Lusaka, Zambia — MININGREVIEW.COM — 13 July 2010 – Foreign mining companies operating older mines in Zambia “’ Africa’s largest copper producer “’ may be forced to shut some of their operations if state power utility Zesco goes ahead with the introduction of higher tariffs.
The government of Zambia plans to raise prices in a bid to shift to more viable electricity tariffs gradually by 2013, to raise money for investment in new power generation facilities.
Copperbelt Energy Corporation’s managing director for corporate development Michael Tarney told Reuters Zesco should consider the costs of individual mines when arriving at the new tariffs.
“The modern mines can absorb the higher tariffs because they are using modern technology and incurring lower costs, but the old mines may be forced to shut down if electricity costs are very high,” Tarney said. “There is a need to critically examine the costs of the old mines because they are using expensive technology.”
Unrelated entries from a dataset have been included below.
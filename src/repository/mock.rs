use mockall::mock;

use super::{
    CategoryReader, MenuItemReader, MenuItemWriter, OrderReader, OrderWriter, RepositoryResult,
    TableReader, UserReader, UserWriter,
};
use crate::domain::{
    category::Category,
    menu_item::{MenuItem, MenuItemListQuery, NewMenuItem},
    order::{NewOrder, Order, OrderListQuery},
    table::DiningTable,
    user::{NewUser, User},
};

mock! {
    pub UserReader {}

    impl UserReader for UserReader {
        fn get_user_by_credentials(&self, username: &str, password: &str) -> RepositoryResult<Option<User>>;
        fn list_users(&self) -> RepositoryResult<Vec<User>>;
    }
}

mock! {
    pub UserWriter {}

    impl UserWriter for UserWriter {
        fn create_user(&self, new_user: &NewUser) -> RepositoryResult<User>;
    }
}

mock! {
    pub CategoryReader {}

    impl CategoryReader for CategoryReader {
        fn list_categories(&self) -> RepositoryResult<Vec<Category>>;
    }
}

mock! {
    pub MenuItemReader {}

    impl MenuItemReader for MenuItemReader {
        fn get_menu_item_by_id(&self, id: i32) -> RepositoryResult<Option<MenuItem>>;
        fn list_menu_items(&self, query: MenuItemListQuery) -> RepositoryResult<Vec<MenuItem>>;
    }
}

mock! {
    pub MenuItemWriter {}

    impl MenuItemWriter for MenuItemWriter {
        fn create_menu_item(&self, new_item: &NewMenuItem) -> RepositoryResult<MenuItem>;
        fn delete_menu_item(&self, item_id: i32) -> RepositoryResult<usize>;
    }
}

mock! {
    pub TableReader {}

    impl TableReader for TableReader {
        fn list_tables(&self) -> RepositoryResult<Vec<DiningTable>>;
    }
}

mock! {
    pub OrderReader {}

    impl OrderReader for OrderReader {
        fn get_order_by_id(&self, id: i32) -> RepositoryResult<Option<Order>>;
        fn list_orders(&self, query: OrderListQuery) -> RepositoryResult<Vec<Order>>;
    }
}

mock! {
    pub OrderWriter {}

    impl OrderWriter for OrderWriter {
        fn create_order(&self, new_order: &NewOrder) -> RepositoryResult<Order>;
    }
}
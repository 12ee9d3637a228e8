use std::collections::HashMap;

use serde::Serialize;

use crate::UNKNOWN_LABEL;
use crate::domain::category::Category;
use crate::domain::menu_item::{MenuItem, MenuItemListQuery};
use crate::forms::menu::AddMenuItemForm;
use crate::repository::{CategoryReader, MenuItemReader, MenuItemWriter};
use crate::services::{ServiceError, ServiceResult, format_price};

/// Data required to render the menu management page.
pub struct MenuPageData {
    /// Catalog rows, including items currently flagged unavailable.
    pub items: Vec<MenuItemView>,
    /// Category pairings supplied to the add-item form.
    pub categories: Vec<Category>,
}

/// Loads the menu management page.
pub fn load_menu_page<R>(repo: &R) -> ServiceResult<MenuPageData>
where
    R: MenuItemReader + CategoryReader + ?Sized,
{
    let items = repo
        .list_menu_items(MenuItemListQuery::new().include_unavailable())
        .map_err(ServiceError::from)?;
    let categories = repo.list_categories().map_err(ServiceError::from)?;

    let views = build_item_views(items, &categories);

    Ok(MenuPageData {
        items: views,
        categories,
    })
}

/// Creates a new menu item from the submitted form.
pub fn create_menu_item<R>(repo: &R, form: AddMenuItemForm) -> ServiceResult<MenuItem>
where
    R: MenuItemWriter + ?Sized,
{
    let new_item = form
        .into_new_menu_item()
        .map_err(|err| ServiceError::Form(err.to_string()))?;

    repo.create_menu_item(&new_item).map_err(ServiceError::from)
}

/// Deletes a menu item by id. Deleting an id that no longer exists is a
/// success no-op; already-placed order lines are left untouched either way.
pub fn remove_menu_item<R>(repo: &R, item_id: i32) -> ServiceResult<()>
where
    R: MenuItemWriter + ?Sized,
{
    let deleted = repo.delete_menu_item(item_id).map_err(ServiceError::from)?;

    if deleted == 0 {
        log::debug!("delete of menu item {item_id} matched no rows");
    }

    Ok(())
}

/// View model exposed to the menu templates.
#[derive(Debug, Serialize)]
pub struct MenuItemView {
    pub id: i32,
    pub name: String,
    pub description: Option<String>,
    pub price_cents: i32,
    pub price_formatted: String,
    /// Resolved category name; `"Unknown"` when the reference is absent or
    /// points at a category that no longer exists.
    pub category: String,
    pub is_available: bool,
}

impl MenuItemView {
    fn from_item(item: MenuItem, category_lookup: &HashMap<i32, &Category>) -> Self {
        let category = item
            .category_id
            .and_then(|id| category_lookup.get(&id))
            .map(|category| category.name.clone())
            .unwrap_or_else(|| UNKNOWN_LABEL.to_string());

        Self {
            id: item.id,
            name: item.name,
            description: item.description,
            price_cents: item.price_cents,
            price_formatted: format_price(item.price_cents),
            category,
            is_available: item.is_available,
        }
    }
}

/// Resolve category names for a batch of items.
pub(crate) fn build_item_views(
    items: Vec<MenuItem>,
    categories: &[Category],
) -> Vec<MenuItemView> {
    let category_lookup: HashMap<i32, &Category> = categories
        .iter()
        .map(|category| (category.id, category))
        .collect();

    items
        .into_iter()
        .map(|item| MenuItemView::from_item(item, &category_lookup))
        .collect()
}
Tarney said his company had an agreement with Zesco that provided for yearly electricity tariff increases to cover inflation. He added that the last electricity tariff increase for CEC outside the arrangement to cover inflation was in 2008, when the tariffs were hiked by 33%.
In May this year, Zesco asked Zambia’s energy regulator for a 36% increase in electricity tariffs for users other than the mines.
The power firm was granted a 26% hike for the period April 2010 to March 2011, but asked the regulator to allow it to raise tariffs by a total 36% from July, citing inflationary pressures, rising import costs and steep hikes in the price of equipment.